Division of Cardiology, University of Florida College of Medicine, Jacksonville, Florida, USA.
Division of Cardiology, University of Florida College of Medicine, Jacksonville, Florida, USA; Maria Cecilia Hospital, Gruppo Villa Maria Care and Research, Cotignola, Italy.
JACC Cardiovasc Interv. 2023 Oct 23;16(20):2528-2539. doi: 10.1016/j.jcin.2023.08.009. Epub 2023 Aug 21.
A drug-drug interaction (DDI) may occur when transitioning from intravenous P2Y inhibition with cangrelor to oral P2Y inhibition with prasugrel. However, this has never been tested in patients undergoing percutaneous coronary intervention (PCI).
This study sought to rule out a DDI when cangrelor and prasugrel are concomitantly administered in PCI patients.

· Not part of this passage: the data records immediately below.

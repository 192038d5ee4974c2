use crate::Hashlock;
use rand::{CryptoRng, RngCore};
use serde::{de, Deserialize, Deserializer, Serialize, Serializer};
use std::{fmt, str::FromStr};

/// The 32 byte preimage that unlocks both escrows of a swap.
#[derive(Clone, Copy, PartialEq, Eq)]
pub struct Secret([u8; Secret::LENGTH]);

impl Secret {
    pub const LENGTH: usize = 32;

    pub fn random() -> Self {
        Self::generate(&mut rand::thread_rng())
    }

    pub fn generate<R: RngCore + CryptoRng>(rng: &mut R) -> Self {
        let mut secret = [0u8; Self::LENGTH];
        rng.fill_bytes(&mut secret);

        Secret(secret)
    }

    pub fn from_vec(vec: &[u8]) -> Result<Secret, FromErr> {
        if vec.len() != Self::LENGTH {
            return Err(FromErr::InvalidLength {
                expected: Self::LENGTH,
                got: vec.len(),
            });
        }
        let mut data = [0; Self::LENGTH];
        data.copy_from_slice(vec);

        Ok(Secret(data))
    }

    pub fn hashlock(&self) -> Hashlock {
        Hashlock::commit(self)
    }

    pub fn into_raw_secret(self) -> [u8; Self::LENGTH] {
        self.0
    }

    pub fn as_raw_secret(&self) -> &[u8; Self::LENGTH] {
        &self.0
    }
}

impl From<[u8; Secret::LENGTH]> for Secret {
    fn from(secret: [u8; Secret::LENGTH]) -> Self {
        Secret(secret)
    }
}

// Only print the hashlock so secrets do not end up in logs by accident.
impl fmt::Debug for Secret {
    fn fmt(&self, f: &mut fmt::Formatter<'_>) -> fmt::Result {
        write!(f, "Secret({})", self.hashlock())
    }
}

impl fmt::LowerHex for Secret {
    fn fmt(&self, f: &mut fmt::Formatter<'_>) -> fmt::Result {
        if f.alternate() {
            write!(f, "0x")?;
        }
        f.write_str(&hex::encode(&self.0))
    }
}

#[derive(Clone, Copy, Debug, thiserror::Error, PartialEq)]
pub enum FromErr {
    #[error("invalid length, expected: {expected:?}, got: {got:?}")]
    InvalidLength { expected: usize, got: usize },
    #[error("failed to decode secret from hex")]
    FromHex(#[from] hex::FromHexError),
}

impl FromStr for Secret {
    type Err = FromErr;

    fn from_str(s: &str) -> Result<Self, Self::Err> {
        let s = s.strip_prefix("0x").unwrap_or(s);
        let vec = hex::decode(s)?;

        Self::from_vec(&vec)
    }
}

impl Serialize for Secret {
    fn serialize<S>(&self, serializer: S) -> Result<S::Ok, S::Error>
    where
        S: Serializer,
    {
        serializer.serialize_str(&format!("{:#x}", self))
    }
}

impl<'de> Deserialize<'de> for Secret {
    fn deserialize<D>(deserializer: D) -> Result<Self, D::Error>
    where
        D: Deserializer<'de>,
    {
        struct Visitor;

        impl<'vde> de::Visitor<'vde> for Visitor {
            type Value = Secret;

            fn expecting(&self, formatter: &mut fmt::Formatter<'_>) -> fmt::Result {
                formatter.write_str("a hex encoded 32 byte value")
            }

            fn visit_str<E>(self, v: &str) -> Result<Secret, E>
            where
                E: de::Error,
            {
                Secret::from_str(v).map_err(|_| {
                    de::Error::invalid_value(de::Unexpected::Str(v), &"hex encoded bytes")
                })
            }
        }

        deserializer.deserialize_str(Visitor)
    }
}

SWAP-6 (Switching Antiplatelet-6) was a prospective, randomized, 3-arm, open-label pharmacokinetic (PK) and pharmacodynamic (PD) study. Patients (N = 77) were randomized to 1) prasugrel only at the start of PCI, 2) cangrelor plus prasugrel concomitantly at the start of PCI, or 3) cangrelor at the start of PCI plus prasugrel at the end of infusion. Cangrelor infusion was maintained for 2 hours. PK/PD assessments were performed at baseline and 6 time points postrandomization. The primary endpoint was noninferiority in VerifyNow (Werfen) P2Y reaction units measured at 4 hours after randomization between cangrelor plus prasugrel concomitantly administered vs prasugrel only. PK assessments included plasma levels of the active metabolite of prasugrel.

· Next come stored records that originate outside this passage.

//! Relative deadlines of both escrows of a swap.
//!
//! All seven stage deltas and the deployment baseline are packed into one
//! `U256`. Stage `i` occupies bits `[32 * i, 32 * i + 32)` and the baseline
//! occupies the top 32 bits.

use crate::{
    ethereum::U256,
    timestamp::{RelativeTime, Timestamp},
    Side,
};
use serde::{Deserialize, Serialize};
use strum::IntoEnumIterator;

const DEPLOYED_AT_OFFSET: usize = 224;
const STAGE_WIDTH: usize = 32;

#[derive(
    Clone, Copy, Debug, PartialEq, Eq, Hash, strum_macros::EnumIter, strum_macros::Display,
)]
pub enum Stage {
    SrcWithdrawal = 0,
    SrcPublicWithdrawal = 1,
    SrcCancellation = 2,
    SrcPublicCancellation = 3,
    DstWithdrawal = 4,
    DstPublicWithdrawal = 5,
    DstCancellation = 6,
}

impl Stage {
    pub fn side(self) -> Side {
        match self {
            Stage::SrcWithdrawal
            | Stage::SrcPublicWithdrawal
            | Stage::SrcCancellation
            | Stage::SrcPublicCancellation => Side::Src,
            Stage::DstWithdrawal | Stage::DstPublicWithdrawal | Stage::DstCancellation => {
                Side::Dst
            }
        }
    }

    pub fn is_public(self) -> bool {
        matches!(
            self,
            Stage::SrcPublicWithdrawal | Stage::SrcPublicCancellation | Stage::DstPublicWithdrawal
        )
    }

    pub fn is_withdrawal(self) -> bool {
        matches!(
            self,
            Stage::SrcWithdrawal
                | Stage::SrcPublicWithdrawal
                | Stage::DstWithdrawal
                | Stage::DstPublicWithdrawal
        )
    }

    pub fn is_cancellation(self) -> bool {
        !self.is_withdrawal()
    }

    /// The public stage that ends this private stage, if any.
    ///
    /// Public stages never end. The destination has no public cancellation so
    /// its cancellation stage never ends either.
    pub fn closed_by(self) -> Option<Stage> {
        match self {
            Stage::SrcWithdrawal => Some(Stage::SrcPublicWithdrawal),
            Stage::SrcCancellation => Some(Stage::SrcPublicCancellation),
            Stage::DstWithdrawal => Some(Stage::DstPublicWithdrawal),
            Stage::SrcPublicWithdrawal
            | Stage::SrcPublicCancellation
            | Stage::DstPublicWithdrawal
            | Stage::DstCancellation => None,
        }
    }

    /// All stages of one side in chronological order.
    pub fn of(side: Side) -> impl Iterator<Item = Stage> {
        Stage::iter().filter(move |stage| stage.side() == side)
    }

    fn offset(self) -> usize {
        self as usize * STAGE_WIDTH
    }
}

#[derive(Clone, Copy, Debug, Default, PartialEq, Eq, Hash, Serialize, Deserialize)]
pub struct TimeLocks {
    pub deployed_at: Timestamp,
    pub src_withdrawal: RelativeTime,
    pub src_public_withdrawal: RelativeTime,
    pub src_cancellation: RelativeTime,
    pub src_public_cancellation: RelativeTime,
    pub dst_withdrawal: RelativeTime,
    pub dst_public_withdrawal: RelativeTime,
    pub dst_cancellation: RelativeTime,
}

impl TimeLocks {
    pub fn pack(&self) -> U256 {
        let deployed_at = U256::from(u32::from(self.deployed_at)) << DEPLOYED_AT_OFFSET;

        Stage::iter().fold(deployed_at, |packed, stage| {
            packed | (U256::from(u32::from(self.delta(stage))) << stage.offset())
        })
    }

    pub fn unpack(packed: U256) -> Self {
        let field = |offset: usize| (packed >> offset).low_u32();

        TimeLocks {
            deployed_at: Timestamp::from(field(DEPLOYED_AT_OFFSET)),
            src_withdrawal: field(Stage::SrcWithdrawal.offset()).into(),
            src_public_withdrawal: field(Stage::SrcPublicWithdrawal.offset()).into(),
            src_cancellation: field(Stage::SrcCancellation.offset()).into(),
            src_public_cancellation: field(Stage::SrcPublicCancellation.offset()).into(),
            dst_withdrawal: field(Stage::DstWithdrawal.offset()).into(),
            dst_public_withdrawal: field(Stage::DstPublicWithdrawal.offset()).into(),
            dst_cancellation: field(Stage::DstCancellation.offset()).into(),
        }
    }

    pub fn with_deployed_at(self, deployed_at: Timestamp) -> Self {
        TimeLocks {
            deployed_at,
            ..self
        }
    }

    pub fn delta(&self, stage: Stage) -> RelativeTime {
        match stage {
            Stage::SrcWithdrawal => self.src_withdrawal,
            Stage::SrcPublicWithdrawal => self.src_public_withdrawal,
            Stage::SrcCancellation => self.src_cancellation,
            Stage::SrcPublicCancellation => self.src_public_cancellation,
            Stage::DstWithdrawal => self.dst_withdrawal,
            Stage::DstPublicWithdrawal => self.dst_public_withdrawal,
            Stage::DstCancellation => self.dst_cancellation,
        }
    }

    pub fn start_of(&self, stage: Stage) -> Timestamp {
        self.deployed_at.add_relative(self.delta(stage))
    }

    /// Whether `stage` is open at `now`.
    ///
    /// Lower bounds are inclusive, so at a boundary the later stage is active.
    pub fn is_active(&self, stage: Stage, now: Timestamp) -> bool {
        if now < self.start_of(stage) {
            return false;
        }

        match stage.closed_by() {
            Some(next) => now < self.start_of(next),
            None => true,
        }
    }

    /// The most recent stage of `side` that has started, `None` while the
    /// escrow is merely deployed.
    pub fn current_stage(&self, side: Side, now: Timestamp) -> Option<Stage> {
        Stage::of(side)
            .filter(|stage| self.start_of(*stage) <= now)
            .last()
    }

    /// Checks that the stages of each side follow each other and that the
    /// destination settles before the source can be cancelled.
    pub fn validate(&self) -> Result<(), TimeLocksError> {
        for side in &[Side::Src, Side::Dst] {
            let stages = Stage::of(*side).collect::<Vec<_>>();
            for pair in stages.windows(2) {
                let (earlier, later) = (pair[0], pair[1]);
                if self.delta(later) < self.delta(earlier) {
                    return Err(TimeLocksError::NonMonotonic { earlier, later });
                }
            }
        }

        if self.dst_public_withdrawal > self.src_public_withdrawal {
            return Err(TimeLocksError::UnsafeOrdering {
                dst: Stage::DstPublicWithdrawal,
                src: Stage::SrcPublicWithdrawal,
            });
        }

        if self.dst_cancellation >= self.src_cancellation {
            return Err(TimeLocksError::UnsafeOrdering {
                dst: Stage::DstCancellation,
                src: Stage::SrcCancellation,
            });
        }

        Ok(())
    }
}

#[derive(Clone, Copy, Debug, thiserror::Error, PartialEq, Eq)]
pub enum TimeLocksError {
    #[error("{later} starts before {earlier}")]
    NonMonotonic { earlier: Stage, later: Stage },
    #[error("{dst} must start before {src}")]
    UnsafeOrdering { dst: Stage, src: Stage },
}

#[cfg(test)]
mod tests {
    use super::*;
    use crate::proptest::timelocks as strategy;
    use proptest::prelude::*;

    const T0: u32 = 1_700_000_000;

    fn demo_timelocks() -> TimeLocks {
        TimeLocks {
            deployed_at: Timestamp::from(T0),
            src_withdrawal: 10u32.into(),
            src_public_withdrawal: 120u32.into(),
            src_cancellation: 121u32.into(),
            src_public_cancellation: 122u32.into(),
            dst_withdrawal: 10u32.into(),
            dst_public_withdrawal: 100u32.into(),
            dst_cancellation: 101u32.into(),
        }
    }

    fn at(offset: u32) -> Timestamp {
        Timestamp::from(T0 + offset)
    }

    #[test]
    fn nothing_is_withdrawable_before_the_first_stage() {
        let timelocks = demo_timelocks();

        assert!(!timelocks.is_active(Stage::SrcWithdrawal, at(5)));
        assert!(!timelocks.is_active(Stage::DstWithdrawal, at(5)));
        assert_eq!(timelocks.current_stage(Side::Src, at(5)), None);
    }

    #[test]
    fn both_sides_are_withdrawable_after_ten_seconds() {
        let timelocks = demo_timelocks();

        assert!(timelocks.is_active(Stage::SrcWithdrawal, at(15)));
        assert!(timelocks.is_active(Stage::DstWithdrawal, at(15)));
    }

    #[test]
    fn destination_is_cancellable_before_source() {
        let timelocks = demo_timelocks();

        assert!(timelocks.is_active(Stage::DstCancellation, at(105)));
        assert!(!timelocks.is_active(Stage::SrcCancellation, at(105)));
        assert_eq!(
            timelocks.current_stage(Side::Src, at(105)),
            Some(Stage::SrcWithdrawal)
        );
    }

    #[test]
    fn later_stage_wins_at_the_boundary() {
        let timelocks = demo_timelocks();

        assert!(!timelocks.is_active(Stage::DstWithdrawal, at(100)));
        assert!(timelocks.is_active(Stage::DstPublicWithdrawal, at(100)));
        assert_eq!(
            timelocks.current_stage(Side::Dst, at(100)),
            Some(Stage::DstPublicWithdrawal)
        );
    }

    #[test]
    fn public_stages_never_close() {
        let timelocks = demo_timelocks();

        assert!(timelocks.is_active(Stage::SrcPublicCancellation, at(u32::MAX - T0)));
        assert!(timelocks.is_active(Stage::DstCancellation, at(u32::MAX - T0)));
    }

    #[test]
    fn packs_baseline_into_the_top_bits() {
        let packed = demo_timelocks().pack();

        assert_eq!((packed >> 224).low_u32(), T0);
        assert_eq!(packed.low_u32(), 10);
        assert_eq!((packed >> 192).low_u32(), 101);
    }

    #[test]
    fn demo_timelocks_are_safe() {
        assert_eq!(demo_timelocks().validate(), Ok(()));
    }

    #[test]
    fn rejects_destination_cancelling_after_source() {
        let timelocks = TimeLocks {
            dst_cancellation: 130u32.into(),
            ..demo_timelocks()
        };

        assert_eq!(
            timelocks.validate(),
            Err(TimeLocksError::UnsafeOrdering {
                dst: Stage::DstCancellation,
                src: Stage::SrcCancellation,
            })
        );
    }

    #[test]
    fn rejects_destination_public_withdrawal_after_source() {
        let timelocks = TimeLocks {
            dst_public_withdrawal: 121u32.into(),
            dst_cancellation: 125u32.into(),
            ..demo_timelocks()
        };

        assert_eq!(
            timelocks.validate(),
            Err(TimeLocksError::UnsafeOrdering {
                dst: Stage::DstPublicWithdrawal,
                src: Stage::SrcPublicWithdrawal,
            })
        );
    }

    #[test]
    fn rejects_private_window_closing_before_it_opens() {
        let timelocks = TimeLocks {
            src_withdrawal: 200u32.into(),
            ..demo_timelocks()
        };

        assert_eq!(
            timelocks.validate(),
            Err(TimeLocksError::NonMonotonic {
                earlier: Stage::SrcWithdrawal,
                later: Stage::SrcPublicWithdrawal,
            })
        );
    }

    proptest! {
        #[test]
        fn unpack_reverses_pack(timelocks in strategy::unchecked()) {
            prop_assert_eq!(TimeLocks::unpack(timelocks.pack()), timelocks);
        }
    }

    proptest! {
        #[test]
        fn stage_is_inactive_outside_its_window(timelocks in strategy::safe(), stage in strategy::stage()) {
            let start = timelocks.start_of(stage);

            prop_assert!(!timelocks.is_active(stage, start.minus(1)));

            if let Some(next) = stage.closed_by() {
                prop_assert!(!timelocks.is_active(stage, timelocks.start_of(next)));
            }
        }
    }

    proptest! {
        #[test]
        fn safe_timelocks_validate(timelocks in strategy::safe()) {
            prop_assert_eq!(timelocks.validate(), Ok(()));
        }
    }
}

Compared with prasugrel, cangrelor further enhances P2Y inhibitory effects. At 4 hours postrandomization, P2Y reaction unit levels were significantly lower with prasugrel only compared to cangrelor and prasugrel concomitantly administered (least squares means difference = 130; 95% CI: 85-176), failing to meet the prespecified noninferiority margin. Findings were corroborated by multiple PD assays. The active metabolite of prasugrel levels were not affected by concomitant administration of cangrelor and were low at the end of cangrelor infusion.
In patients undergoing PCI, concomitant administration of prasugrel with cangrelor leads to a marked increase in platelet reactivity after stopping cangrelor infusion, supporting the presence of a DDI. (Switching Antiplatelet Therapy-6 [SWAP-6]; NCT04668144).

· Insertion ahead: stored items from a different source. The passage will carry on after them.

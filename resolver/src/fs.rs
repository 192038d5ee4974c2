use anyhow::Context;
use std::path::{Path, PathBuf};

/// This is to store the configuration file
// Linux: /home/<user>/.config/resolver/
// OSX: /Users/<user>/Library/Preferences/resolver/
fn config_dir() -> Option<PathBuf> {
    directories::ProjectDirs::from("", "", "resolver")
        .map(|proj_dirs| proj_dirs.config_dir().to_path_buf())
}

pub fn default_config_path() -> anyhow::Result<PathBuf> {
    config_dir()
        .map(|dir| Path::join(&dir, "config.toml"))
        .context("Could not generate default configuration path")
}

当从静脉注射的 P2Y 抑制药物坎格瑞洛转换为口服 P2Y 抑制药物普拉格雷时,可能会发生药物-药物相互作用(DDI)。然而,这在接受经皮冠状动脉介入治疗(PCI)的患者中从未得到过验证。
本研究旨在排除 PCI 患者同时使用坎格瑞洛和普拉格雷时发生 DDI 的可能性。
SWAP-6(Switching Antiplatelet-6)是一项前瞻性、随机、三臂、开放性药代动力学(PK)和药效学(PD)研究。患者(N=77)被随机分为 1)仅在 PCI 开始时使用普拉格雷,2)在 PCI 开始时同时使用坎格瑞洛和普拉格雷,或 3)在 PCI 开始时使用坎格瑞洛,在输注结束时使用普拉格雷。坎格瑞洛输注持续 2 小时。在随机分组后 6 个时间点进行 PK/PD 评估。主要终点是在随机分组后 4 小时,与单独使用普拉格雷相比,同时使用坎格瑞洛和普拉格雷的 VerifyNow(Werfen)P2Y 反应单位的非劣效性。PK 评估包括普拉格雷活性代谢物的血浆水平。
与普拉格雷相比,坎格瑞洛进一步增强了 P2Y 抑制作用。与单独使用普拉格雷相比,在随机分组后 4 小时,同时使用坎格瑞洛和普拉格雷的 P2Y 反应单位水平显著降低(最小二乘均数差值=130;95%CI:85-176),未能达到预设的非劣效性边界。这一发现得到了多种 PD 检测的证实。同时使用坎格瑞洛并不影响普拉格雷的活性代谢物水平,且在坎格瑞洛输注结束时,其水平较低。
在接受 PCI 的患者中,同时使用坎格瑞洛和普拉格雷会导致停止坎格瑞洛输注后血小板反应性显著增加,支持存在 DDI。(Switching Antiplatelet Therapy-6 [SWAP-6];NCT04668144)。